The first round will start of off fast, and it won't be pretty, as the bout evolves into a grinder along the cage fence. Sims will mount a comeback in the second frame, but somehow, Trujillo will land the knockout punch before the final bell and avoid a third-straight loss.

Dustin Poirier vs. Joseph Duffy

While we generally focus on the main card, this lightweight bout between Dustin Poirier and Joseph Duffy can not be ignored, despite its place on the UFC Fight Pass preliminary card (6:30 P.M. EST, UFC.TV).

A decorated finisher and five-year UFC veteran, Dustin Poirier (18-4, 10-3 UFC), the promotion's 12th-ranked lightweight, has a knack for exciting knockouts and submissions. Poirier was previously one of the sport's top featherweights before moving up to 155 pounds. He's 2-0 in the higher weight class and is right on the verge of emerging as a legitimate contender.

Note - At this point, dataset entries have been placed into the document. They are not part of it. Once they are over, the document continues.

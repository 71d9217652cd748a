//! Chart rendering for RouteViz.
//!
//! This crate provides:
//! - Time-series line charts with horizontal reference marks
//! - An equal-scale route map with degrees/minutes/seconds tick labels
//! - A key/value stats table and a self-contained HTML report
//!
//! Charts are configured with plain immutable structs and rendered to
//! SVG strings, so reports embed them without touching the filesystem.
//!
//! # Example
//!
//! ```
//! use chrono::DateTime;
//! use routeviz_chart::{render_report, ReportConfig};
//! use routeviz_stats::TelemetryRow;
//!
//! let rows = vec![
//!     TelemetryRow {
//!         time: DateTime::from_timestamp(1_463_216_400, 0).unwrap(),
//!         latitude: 51.044935,
//!         longitude: 13.777610,
//!         altitude: 112.0,
//!         speed: 18.2,
//!     },
//!     TelemetryRow {
//!         time: DateTime::from_timestamp(1_463_216_430, 0).unwrap(),
//!         latitude: 51.050122,
//!         longitude: 13.775076,
//!         altitude: 116.5,
//!         speed: 21.6,
//!     },
//! ];
//!
//! let html = render_report(&rows, &ReportConfig::default()).unwrap();
//! assert!(html.contains("<table class=\"keyValue\">"));
//! ```

mod config;
mod error;
mod line;
mod map;
mod report;
mod table;

pub use config::{ChartGeometry, Margins};
pub use error::{ChartError, Result};
pub use line::{HorizontalMark, LineChart};
pub use map::RouteMap;
pub use report::{render_report, stats_entries, ReportConfig};
pub use table::{escape_html, key_value_table};

use plotters::style::RGBColor;
use routeviz_stats::AxisDomain;

/// Stroke color for data series.
pub(crate) const ROUTE_BLUE: RGBColor = RGBColor(0, 0, 255);

/// Stroke color for reference marks and their labels.
pub(crate) const MARK_GREY: RGBColor = RGBColor(90, 90, 90);

/// Widens a zero-span domain so the axis mapping stays well defined.
pub(crate) fn drawable(domain: AxisDomain, epsilon: f64) -> std::ops::Range<f64> {
    if domain.span() > 0.0 {
        domain.min..domain.max
    } else {
        (domain.min - epsilon)..(domain.max + epsilon)
    }
}
pub mod logging;
pub mod props;
pub mod signals;

pub use props::{load_property_source, MemoryPropertySource, PropertySource};
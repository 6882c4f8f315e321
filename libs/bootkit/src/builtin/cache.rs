//! The `cache` component: a process-local key/value cache.

use std::sync::Arc;

use async_trait::async_trait;
use dashmap::DashMap;
use serde_json::Value;

use crate::autoconfig::order;
use crate::contracts::{
    AutoConfigurer, Component, ComponentCtx, ComponentFactory, ComponentStatus, ComponentType,
    ConfigSchema, PropertyKind, PropertySpec, StatusCell,
};
use crate::errors::BootError;
use crate::registry::ComponentRegistry;
use bootkit_bootstrap::PropertySource;

pub const NAME: &str = "cache";

pub struct CacheComponent {
    status: StatusCell,
    kind: String,
    store: DashMap<String, Value>,
}

impl CacheComponent {
    pub fn kind(&self) -> &str {
        &self.kind
    }

    pub fn put(&self, key: impl Into<String>, value: Value) {
        self.store.insert(key.into(), value);
    }

    pub fn get(&self, key: &str) -> Option<Value> {
        self.store.get(key).map(|v| v.clone())
    }

    pub fn remove(&self, key: &str) -> Option<Value> {
        self.store.remove(key).map(|(_, v)| v)
    }

    pub fn len(&self) -> usize {
        self.store.len()
    }

    pub fn is_empty(&self) -> bool {
        self.store.is_empty()
    }
}

#[async_trait]
impl Component for CacheComponent {
    fn name(&self) -> &str {
        NAME
    }

    fn component_type(&self) -> ComponentType {
        ComponentType::Infrastructure
    }

    fn status(&self) -> ComponentStatus {
        self.status.get()
    }

    async fn initialize(&self, _ctx: &ComponentCtx) -> anyhow::Result<()> {
        if self.kind != "memory" {
            anyhow::bail!("unsupported cache type '{}'", self.kind);
        }
        self.status.set(ComponentStatus::Initialized);
        Ok(())
    }

    async fn start(&self, _ctx: &ComponentCtx) -> anyhow::Result<()> {
        self.status.set(ComponentStatus::Started);
        Ok(())
    }

    async fn stop(&self, _ctx: &ComponentCtx) -> anyhow::Result<()> {
        self.store.clear();
        self.status.set(ComponentStatus::Stopped);
        Ok(())
    }

    async fn health_check(&self) -> anyhow::Result<()> {
        Ok(())
    }

    fn as_any(&self) -> &dyn std::any::Any {
        self
    }
}

pub struct CacheComponentFactory;

impl ComponentFactory for CacheComponentFactory {
    fn name(&self) -> &str {
        NAME
    }

    fn schema(&self) -> ConfigSchema {
        ConfigSchema::new(NAME)
            .property(PropertySpec::new("cache.enabled", PropertyKind::Bool))
            .property(
                PropertySpec::new("cache.type", PropertyKind::String)
                    .describe("cache backend; only 'memory' is bundled"),
            )
    }

    fn create(&self, props: &dyn PropertySource) -> anyhow::Result<Arc<dyn Component>> {
        Ok(Arc::new(CacheComponent {
            status: StatusCell::new(),
            kind: props.get_string("cache.type", "memory"),
            store: DashMap::new(),
        }))
    }
}

pub struct CacheAutoConfigurer;

impl AutoConfigurer for CacheAutoConfigurer {
    fn name(&self) -> &str {
        "cache"
    }

    fn order(&self) -> i32 {
        order::CACHE
    }

    fn configure(
        &self,
        registry: &ComponentRegistry,
        props: &dyn PropertySource,
    ) -> Result<(), BootError> {
        if !props.get_bool("cache.enabled", false) {
            return Ok(());
        }
        registry.register_factory(Arc::new(CacheComponentFactory))
    }
}
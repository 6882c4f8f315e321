//! Boot facade: collects user contributions, registers the built-in
//! configurers and drives the application.

use std::path::PathBuf;
use std::sync::Arc;

use crate::app::Application;
use crate::builtin;
use crate::contracts::{AutoConfigurer, Component, ComponentActivator, Plugin};
use crate::errors::BootError;
use bootkit_bootstrap::load_property_source;

/// Chainable assembly of an application.
///
/// ```no_run
/// # async fn demo() -> Result<(), bootkit::BootError> {
/// bootkit::Boot::new()
///     .config_path("app.yaml")
///     .run()
///     .await
/// # }
/// ```
#[derive(Default)]
pub struct Boot {
    config_path: Option<PathBuf>,
    components: Vec<Arc<dyn Component>>,
    plugins: Vec<Arc<dyn Plugin>>,
    configurers: Vec<Arc<dyn AutoConfigurer>>,
    activators: Vec<Arc<dyn ComponentActivator>>,
}

impl Boot {
    pub fn new() -> Self {
        Self::default()
    }

    pub fn config_path(mut self, path: impl Into<PathBuf>) -> Self {
        self.config_path = Some(path.into());
        self
    }

    pub fn add_component(mut self, component: Arc<dyn Component>) -> Self {
        self.components.push(component);
        self
    }

    pub fn add_plugin(mut self, plugin: Arc<dyn Plugin>) -> Self {
        self.plugins.push(plugin);
        self
    }

    pub fn add_configurer(mut self, configurer: Arc<dyn AutoConfigurer>) -> Self {
        self.configurers.push(configurer);
        self
    }

    pub fn add_activator(mut self, activator: Arc<dyn ComponentActivator>) -> Self {
        self.activators.push(activator);
        self
    }

    /// Build the application, run the full lifecycle and block until an OS
    /// signal triggers graceful shutdown.
    pub async fn run(self) -> Result<(), BootError> {
        let app = self.build()?;
        app.run().await
    }

    /// Build and initialize, returning the application for custom steps
    /// before `run`.
    pub async fn initialize(self) -> Result<Application, BootError> {
        let app = self.build()?;
        app.initialize().await?;
        Ok(app)
    }

    fn build(self) -> Result<Application, BootError> {
        let props = load_property_source(self.config_path.as_deref())
            .map_err(|e| BootError::config_with("failed to load configuration", e))?;
        let app = Application::new(Arc::new(props));

        for configurer in builtin::builtin_configurers() {
            app.add_configurer(configurer);
        }
        for configurer in self.configurers {
            app.add_configurer(configurer);
        }
        for activator in self.activators {
            app.add_activator(activator);
        }
        for component in self.components {
            app.register_component(component)?;
        }
        for plugin in self.plugins {
            if let Err(e) = plugin.register(&app) {
                tracing::warn!(plugin = plugin.name(), error = %e, "Plugin registration failed; skipping");
            }
        }

        Ok(app)
    }
}
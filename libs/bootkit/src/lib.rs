//! # Bootkit - Component Container & Application Lifecycle
//!
//! A container that discovers, instantiates, wires and drives a set of named
//! components through a strict lifecycle, guided by declarative enable/disable
//! properties from a configuration source.
//!
//! ## Pieces
//!
//! - **Registry**: stores components and factories, resolves dependencies by
//!   topological sort, detects cycles, instantiates in dependency order.
//! - **AutoConfig**: runs ordered configurers that register factories and
//!   seed default properties.
//! - **Application**: the lifecycle state machine
//!   (Created → Initializing → Initialized → Starting → Running → Stopping →
//!   Stopped, with a Failed sink).
//! - **EventBus / HealthChecker**: lifecycle events and periodic aggregated
//!   health polling.
//!
//! ## Quick start
//!
//! ```rust,ignore
//! use bootkit::Boot;
//!
//! #[tokio::main]
//! async fn main() -> Result<(), bootkit::BootError> {
//!     Boot::new()
//!         .config_path("app.yaml")
//!         .add_component(my_component)
//!         .run()
//!         .await
//! }
//! ```

pub use anyhow::Result;
pub use async_trait::async_trait;

pub mod app;
pub mod autoconfig;
pub mod boot;
pub mod builtin;
pub mod contracts;
pub mod errors;
pub mod events;
pub mod health;
pub mod registry;

pub use app::{AppState, Application, ShutdownOptions};
pub use autoconfig::AutoConfig;
pub use boot::Boot;
pub use contracts::{
    AutoConfigurer, Component, ComponentActivator, ComponentCtx, ComponentFactory,
    ComponentStatus, ComponentType, ConfigSchema, Plugin, PropertyKind, PropertySpec, StatusCell,
};
pub use errors::{BootError, ComponentOp, ErrorKind};
pub use events::{topics, EventBus, Listener, SubscriptionToken};
pub use health::{HealthChecker, HealthSnapshot};
pub use registry::{ComponentRegistry, RegistryMetrics};

// Re-export the bootstrap surface for convenience.
pub use bootkit_bootstrap::{MemoryPropertySource, PropertySource};
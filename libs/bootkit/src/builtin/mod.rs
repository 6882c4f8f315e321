//! Built-in sample components and their auto-configurers.
//!
//! Each module contributes one well-known component behind an enabling
//! property, registered by a configurer at its canonical order.

pub mod cache;
pub mod config;
pub mod database;
pub mod logger;
pub mod web;

use std::sync::Arc;

use crate::contracts::AutoConfigurer;

/// The five built-in configurers in canonical order.
pub fn builtin_configurers() -> Vec<Arc<dyn AutoConfigurer>> {
    vec![
        Arc::new(config::ConfigAutoConfigurer),
        Arc::new(logger::LoggerAutoConfigurer),
        Arc::new(database::DatabaseAutoConfigurer),
        Arc::new(cache::CacheAutoConfigurer),
        Arc::new(web::WebAutoConfigurer),
    ]
}
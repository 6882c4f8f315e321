//! Named event pub/sub with both asynchronous and synchronous delivery.
//!
//! `publish` dispatches each listener on its own task so listener work never
//! blocks the publisher or subscriptions. `publish_sync` runs listeners
//! sequentially on the caller's task. Listener panics are contained; delivery
//! continues.

use std::panic::AssertUnwindSafe;
use std::sync::atomic::{AtomicU64, Ordering};
use std::sync::Arc;

use dashmap::DashMap;
use serde_json::Value;

/// Stable event names published by the core.
pub mod topics {
    pub const APPLICATION_INITIALIZED: &str = "application.initialized";
    pub const APPLICATION_STARTED: &str = "application.started";
    pub const APPLICATION_STOPPING: &str = "application.stopping";
    pub const APPLICATION_STOPPED: &str = "application.stopped";
    pub const APPLICATION_STATE_CHANGED: &str = "application.state.changed";
    pub const HEALTH_CHECK_FAILED: &str = "application.health_check.failed";
    pub const HEALTH_CHECK_PASSED: &str = "application.health_check.passed";
    pub const COMPONENT_STOP_ERROR: &str = "component.stop.error";
}

/// Opaque listener callable: `(event name, payload)`.
pub type Listener = Arc<dyn Fn(&str, &Value) + Send + Sync>;

/// Handle returned by [`EventBus::subscribe`]; the only reliable way to
/// remove a listener.
#[derive(Clone, Debug, PartialEq, Eq)]
pub struct SubscriptionToken {
    event: String,
    id: u64,
}

#[derive(Default)]
pub struct EventBus {
    listeners: DashMap<String, Vec<(u64, Listener)>>,
    next_id: AtomicU64,
}

impl EventBus {
    pub fn new() -> Self {
        Self::default()
    }

    /// Append a listener; the bucket is created on first subscription.
    pub fn subscribe(&self, event: &str, listener: Listener) -> SubscriptionToken {
        let id = self.next_id.fetch_add(1, Ordering::Relaxed);
        self.listeners
            .entry(event.to_string())
            .or_default()
            .push((id, listener));
        SubscriptionToken {
            event: event.to_string(),
            id,
        }
    }

    /// Remove the exact listener behind `token`. Unsubscribing a token that
    /// was never issued (or already removed) is a no-op.
    pub fn unsubscribe(&self, token: &SubscriptionToken) {
        if let Some(mut bucket) = self.listeners.get_mut(&token.event) {
            if let Some(pos) = bucket.iter().position(|(id, _)| *id == token.id) {
                bucket.remove(pos);
            }
        }
    }

    /// Fire-and-forget delivery: each listener runs on an independent task.
    /// No ordering is imposed between listeners or between events.
    pub fn publish(&self, event: &str, data: Value) {
        let snapshot = self.snapshot(event);
        if snapshot.is_empty() {
            return;
        }
        let event = event.to_string();
        for listener in snapshot {
            let event = event.clone();
            let data = data.clone();
            tokio::spawn(async move {
                invoke(&listener, &event, &data);
            });
        }
    }

    /// Sequential delivery on the caller's task; returns after every
    /// listener has returned.
    pub fn publish_sync(&self, event: &str, data: Value) {
        for listener in self.snapshot(event) {
            invoke(&listener, event, &data);
        }
    }

    pub fn has_listeners(&self, event: &str) -> bool {
        self.listeners
            .get(event)
            .map(|b| !b.is_empty())
            .unwrap_or(false)
    }

    /// Wipe all listeners.
    pub fn clear(&self) {
        self.listeners.clear();
    }

    fn snapshot(&self, event: &str) -> Vec<Listener> {
        self.listeners
            .get(event)
            .map(|b| b.iter().map(|(_, l)| l.clone()).collect())
            .unwrap_or_default()
    }
}

fn invoke(listener: &Listener, event: &str, data: &Value) {
    let result = std::panic::catch_unwind(AssertUnwindSafe(|| listener(event, data)));
    if result.is_err() {
        tracing::warn!(event, "Event listener panicked; continuing delivery");
    }
}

Duffy (14-1, 2-0 UFC), who was forced to withdraw from the pair's previous booking with a last-minute concussion, is the UFC's second great Irish hopeful. Known as the last man to beat Conor McGregor, Duffy excels as a boxer, but also plays the submission game. His style is an incredible counter to Poirier's, as both fighters play offense and defense well.

A strong candidate for the evening's Fight of the Night, this bout goes the distance, as both Poirier and Duffy never quite pull the trigger. Poirier wins by decision.